# screen command



## nedry (Apr 10, 2022)

Hi I have been using the screen command ie port: sysutils/screen (I always use compiled from the ports tree) and when compiled with the default options I noticed that it would not terminal emulate correctly programs such as: sysutils/htop , and the general display was corrupted, however when I recompiled with the ncurses lib as: "freebsd ncurses in port tree",  instead of the default, all terminal emulation and display is correct. Perhaps the default setting in make config should be the "freebsd ncurses in port tree", rather than the current default?
thanks,
nedry


----------



## jbo (Apr 10, 2022)

I think this is a question best directed directly the maintainer. You can find the maintainer's e-mail address in the port Makefile (also shown at freshports.org).
As far as my personal experience goes, port default options are usually chosen very carefully with good reasoning. I'm sure the maintainer can share information on that. Sometimes it's also just a simple manner of reducing minimal-dependencies.

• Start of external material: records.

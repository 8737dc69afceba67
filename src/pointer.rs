// Last known pointer position, written only by the pointer-move handler.
// `moving` drops back to false once `idle_ms` pass without a move; nothing reads it yet

#[derive(Copy, Clone, Debug, Default, PartialEq)]
pub struct PointerState {
    pub pos: [f64; 2],
    pub moving: bool,
    pub last_move_ms: f64,
}

impl PointerState {
    pub fn record(&mut self, x: f64, y: f64, now_ms: f64) {
        self.pos = [x, y];
        self.moving = true;
        self.last_move_ms = now_ms;
    }

    pub fn refresh_idle(&mut self, now_ms: f64, idle_ms: f64) {
        if now_ms - self.last_move_ms > idle_ms {
            self.moving = false;
        }
    }
}
// Tunables for the particle field. Defaults reproduce the portfolio overlay:
// 200 particles max, 50 seeded, 3 per pointer move, 5% ambient chance per frame

use crate::color::Color;
use crate::error::FieldError;
use wasm_bindgen::prelude::*;

const DEFAULT_PALETTE: [u32; 4] = [0x4a1d96ff, 0xbe185dff, 0x3b82f6ff, 0x8b5cf6ff];

#[wasm_bindgen]
#[derive(Copy, Clone, Debug, PartialEq, Eq)]
pub enum PointerSource {
    Canvas,
    Window,
}

#[wasm_bindgen]
#[derive(Clone, Debug)]
pub struct FieldConfig {
    pub capacity: usize,
    pub seed_count: usize,
    pub burst_count: usize,
    pub ambient_chance: f64,
    pub decay: f64,
    pub min_size: f64,
    pub idle_ms: f64,
    pub size_min: f64,
    pub size_max: f64,
    pub alpha_min: f64,
    pub alpha_max: f64,
    pub max_speed: f64,
    pub overlay_style: bool,
    pub pointer_source: PointerSource,
    palette: Vec<Color>,
}

impl Default for FieldConfig {
    fn default() -> Self {
        FieldConfig {
            capacity: 200,
            seed_count: 50,
            burst_count: 3,
            ambient_chance: 0.05,
            decay: 0.05,
            min_size: 0.3,
            idle_ms: 200.0,
            size_min: 1.0,
            size_max: 6.0,
            alpha_min: 0.2,
            alpha_max: 1.0,
            max_speed: 1.0,
            overlay_style: true,
            pointer_source: PointerSource::Canvas,
            palette: DEFAULT_PALETTE.iter().map(|&c| Color::from_u32(c)).collect(),
        }
    }
}

#[wasm_bindgen]
impl FieldConfig {
    #[wasm_bindgen(constructor)]
    pub fn new() -> FieldConfig {
        FieldConfig::default()
    }

    // Comma separated hex colors, e.g. "#ff0000, #00ff00"
    pub fn set_palette(&mut self, colors: &str) -> Result<(), JsValue> {
        self.set_palette_hex(colors).map_err(JsValue::from)
    }

    pub fn palette_css(&self) -> String {
        self.palette
            .iter()
            .map(Color::to_css)
            .collect::<Vec<_>>()
            .join(",")
    }
}

impl FieldConfig {
    pub fn palette(&self) -> &[Color] {
        &self.palette
    }

    pub fn set_palette_hex(&mut self, colors: &str) -> Result<(), FieldError> {
        let palette = colors
            .split(',')
            .filter(|s| !s.trim().is_empty())
            .map(Color::from_hex)
            .collect::<Result<Vec<_>, _>>()?;
        if palette.is_empty() {
            return Err(FieldError::InvalidConfig("palette is empty".to_owned()));
        }
        self.palette = palette;
        Ok(())
    }

    pub fn validate(&self) -> Result<(), FieldError> {
        let invalid = |msg: &str| Err(FieldError::InvalidConfig(msg.to_owned()));

        let finite = [
            ("decay", self.decay),
            ("min_size", self.min_size),
            ("size_min", self.size_min),
            ("size_max", self.size_max),
            ("alpha_min", self.alpha_min),
            ("alpha_max", self.alpha_max),
            ("max_speed", self.max_speed),
            ("idle_ms", self.idle_ms),
        ];
        if let Some((name, _)) = finite.iter().find(|(_, value)| !value.is_finite()) {
            return Err(FieldError::InvalidConfig(format!("{} must be finite", name)));
        }
        if self.capacity == 0 {
            return invalid("capacity must be at least 1");
        }
        if !(0.0..=1.0).contains(&self.ambient_chance) {
            return invalid("ambient_chance must be within [0, 1]");
        }
        if !(self.decay > 0.0) {
            return invalid("decay must be positive");
        }
        if !(self.min_size >= 0.0) {
            return invalid("min_size must not be negative");
        }
        if !(self.size_min < self.size_max) || self.size_min <= self.min_size {
            return invalid("size range must be non-empty and above min_size");
        }
        if !(self.alpha_min < self.alpha_max) || self.alpha_min < 0.0 || self.alpha_max > 1.0 {
            return invalid("alpha range must be a non-empty part of [0, 1]");
        }
        if !(self.max_speed >= 0.0) {
            return invalid("max_speed must not be negative");
        }
        if !(self.idle_ms >= 0.0) {
            return invalid("idle_ms must not be negative");
        }
        if self.palette.is_empty() {
            return invalid("palette is empty");
        }
        Ok(())
    }
}

#[cfg(test)]
mod tests {
    use super::*;

    #[test]
    fn defaults_are_valid() {
        let config = FieldConfig::default();
        assert!(config.validate().is_ok());
        assert_eq!(config.palette().len(), 4);
        assert_eq!(config.palette_css(), "#4a1d96,#be185d,#3b82f6,#8b5cf6");
    }

    #[test]
    fn rejects_out_of_range_values() {
        let mut config = FieldConfig::default();
        config.ambient_chance = 1.5;
        assert!(config.validate().is_err());

        let mut config = FieldConfig::default();
        config.capacity = 0;
        assert!(config.validate().is_err());

        let mut config = FieldConfig::default();
        config.size_min = 6.0;
        assert!(config.validate().is_err());

        let mut config = FieldConfig::default();
        config.decay = f64::NAN;
        assert!(config.validate().is_err());
    }

    #[test]
    fn rejects_non_finite_values() {
        let cases: [fn(&mut FieldConfig); 6] = [
            |c: &mut FieldConfig| c.max_speed = f64::INFINITY,
            |c: &mut FieldConfig| c.size_max = f64::INFINITY,
            |c: &mut FieldConfig| c.size_min = f64::NEG_INFINITY,
            |c: &mut FieldConfig| c.decay = f64::INFINITY,
            |c: &mut FieldConfig| c.min_size = f64::NAN,
            |c: &mut FieldConfig| c.idle_ms = f64::INFINITY,
        ];
        for set in cases.iter() {
            let mut config = FieldConfig::default();
            set(&mut config);
            match config.validate() {
                Err(FieldError::InvalidConfig(msg)) => assert!(msg.contains("finite"), "{}", msg),
                other => panic!("expected InvalidConfig, got {:?}", other),
            }
        }
    }

    #[test]
    fn palette_from_hex_list() {
        let mut config = FieldConfig::default();
        config.set_palette_hex("#ff0000, 00ff00").unwrap();
        assert_eq!(config.palette_css(), "#ff0000,#00ff00");

        assert!(config.set_palette_hex(" , ").is_err());
        assert!(config.set_palette_hex("#ff0000,nope").is_err());
        // failed updates leave the palette alone
        assert_eq!(config.palette().len(), 2);
    }
}
use thiserror::Error;
use wasm_bindgen::JsValue;

#[derive(Debug, Error)]
pub enum FieldError {
    #[error("invalid color '{0}', expected #rrggbb")]
    InvalidColor(String),

    #[error("invalid config: {0}")]
    InvalidConfig(String),

    #[error("no global window available")]
    NoWindow,

    #[error("javascript error: {0}")]
    Js(String),
}

impl FieldError {
    pub fn js(value: JsValue) -> FieldError {
        FieldError::Js(
            value
                .as_string()
                .unwrap_or_else(|| format!("{:?}", value)),
        )
    }
}

impl From<FieldError> for JsValue {
    fn from(err: FieldError) -> JsValue {
        JsValue::from_str(&err.to_string())
    }
}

Choosing different port options is usually one of the main reason to build your own ports. There are also tools available to setup a build server so you can install your "custom compiler" ports on multiple clients without having to build locally each time. A popular one would be sysutils/poudriere. It's very easy to setup. Some people also run it on their desktop machine.


----------



## nedry (Apr 10, 2022)

I have contacted the maintainer lets see if anything comes of it.


----------